→ **REQUIRED ACTION**
All of the data must be returned exactly as given.

[Records from a data source]
-*-*-
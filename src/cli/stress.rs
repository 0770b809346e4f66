//! Stress command implementation.

use super::output::StressStats;
use super::{CliError, OutputFormat};
use indicatif::{ProgressBar, ProgressStyle};
use rayon::prelude::*;
use std::time::Instant;
use tracing::warn;
use wavebattle::scenario::{random_scenario, run_scenario};

/// Execute the stress command.
///
/// # Errors
///
/// Returns an error if the progress bar or JSON output cannot be built.
pub(crate) fn execute(
    games: u64,
    seed: Option<u64>,
    threads: Option<usize>,
    format: OutputFormat,
    progress: bool,
) -> Result<(), CliError> {
    // Set thread pool size if specified
    if let Some(num_threads) = threads {
        rayon::ThreadPoolBuilder::new()
            .num_threads(num_threads)
            .build_global()
            .ok(); // Ignore error if already initialized
    }

    let base_seed = seed.unwrap_or_else(|| {
        use std::time::{SystemTime, UNIX_EPOCH};
        SystemTime::now()
            .duration_since(UNIX_EPOCH)
            .map(|d| d.as_secs() ^ u64::from(d.subsec_nanos()))
            .unwrap_or(42)
    });

    let pb = if progress {
        let pb = ProgressBar::new(games);
        pb.set_style(
            ProgressStyle::default_bar()
                .template(
                    "{spinner:.green} [{elapsed_precise}] [{bar:40.cyan/blue}] {pos}/{len} battles ({per_sec})",
                )
                .map_err(|e| CliError::new(format!("Invalid progress template: {e}")))?
                .progress_chars("=>-"),
        );
        Some(pb)
    } else {
        None
    };

    let start = Instant::now();

    // Each worker folds into its own stats; they are merged once at the end.
    let stats = (0..games)
        .into_par_iter()
        .fold(StressStats::default, |mut local, i| {
            let battle_seed = base_seed.wrapping_add(i);
            let scenario = random_scenario(battle_seed);
            match run_scenario(&scenario) {
                Ok(report) => local.add_report(&report, &scenario.players[0]),
                Err(err) => {
                    warn!(seed = battle_seed, %err, "battle failed");
                    local.add_failure(battle_seed);
                }
            }
            if let Some(pb) = &pb {
                pb.inc(1);
            }
            local
        })
        .reduce(StressStats::default, |mut a, b| {
            a.merge(&b);
            a
        });

    if let Some(pb) = pb {
        pb.finish_with_message("done");
    }

    let elapsed = start.elapsed().as_secs_f64();

    match format {
        OutputFormat::Text => {
            println!("Base seed: {base_seed}");
            println!();
            print!("{}", stats.format_text(elapsed));
        }
        OutputFormat::Json => {
            println!("{}", serde_json::to_string_pretty(&stats)?);
        }
    }

    if stats.failures > 0 {
        return Err(CliError::new(format!(
            "{} of {} battles failed",
            stats.failures, stats.battles
        )));
    }

    Ok(())
}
-*-*-
→ **SOLVED PROBLEM**
filename src/cli/stress.rs
repository 0770b809346e4f66
//! Stress command implementation.

use super::output::StressStats;
use super::{CliError, OutputFormat};
use indicatif::{ProgressBar, ProgressStyle};
use rayon::prelude::*;
use std::time::Instant;
use tracing::warn;
use wavebattle::scenario::{random_scenario, run_scenario};

/// Execute the stress command.
///
/// # Errors
///
/// Returns an error if the progress bar or JSON output cannot be built.
pub(crate) fn execute(
    games: u64,
    seed: Option<u64>,
    threads: Option<usize>,
    format: OutputFormat,
    progress: bool,
) -> Result<(), CliError> {
    // Set thread pool size if specified
    if let Some(num_threads) = threads {
        rayon::ThreadPoolBuilder::new()
            .num_threads(num_threads)
            .build_global()
            .ok(); // Ignore error if already initialized
    }

    let base_seed = seed.unwrap_or_else(|| {
        use std::time::{SystemTime, UNIX_EPOCH};
        SystemTime::now()
            .duration_since(UNIX_EPOCH)
            .map(|d| d.as_secs() ^ u64::from(d.subsec_nanos()))
            .unwrap_or(42)
    });

    let pb = if progress {
        let pb = ProgressBar::new(games);
        pb.set_style(
            ProgressStyle::default_bar()
                .template(
                    "{spinner:.green} [{elapsed_precise}] [{bar:40.cyan/blue}] {pos}/{len} battles ({per_sec})",
                )
                .map_err(|e| CliError::new(format!("Invalid progress template: {e}")))?
                .progress_chars("=>-"),
        );
        Some(pb)
    } else {
        None
    };

    let start = Instant::now();

    // Each worker folds into its own stats; they are merged once at the end.
    let stats = (0..games)
        .into_par_iter()
        .fold(StressStats::default, |mut local, i| {
            let battle_seed = base_seed.wrapping_add(i);
            let scenario = random_scenario(battle_seed);
            match run_scenario(&scenario) {
                Ok(report) => local.add_report(&report, &scenario.players[0]),
                Err(err) => {
                    warn!(seed = battle_seed, %err, "battle failed");
                    local.add_failure(battle_seed);
                }
            }
            if let Some(pb) = &pb {
                pb.inc(1);
            }
            local
        })
        .reduce(StressStats::default, |mut a, b| {
            a.merge(&b);
            a
        });

    if let Some(pb) = pb {
        pb.finish_with_message("done");
    }

    let elapsed = start.elapsed().as_secs_f64();

    match format {
        OutputFormat::Text => {
            println!("Base seed: {base_seed}");
            println!();
            print!("{}", stats.format_text(elapsed));
        }
        OutputFormat::Json => {
            println!("{}", serde_json::to_string_pretty(&stats)?);
        }
    }

    if stats.failures > 0 {
        return Err(CliError::new(format!(
            "{} of {} battles failed",
            stats.failures, stats.battles
        )));
    }

    Ok(())
}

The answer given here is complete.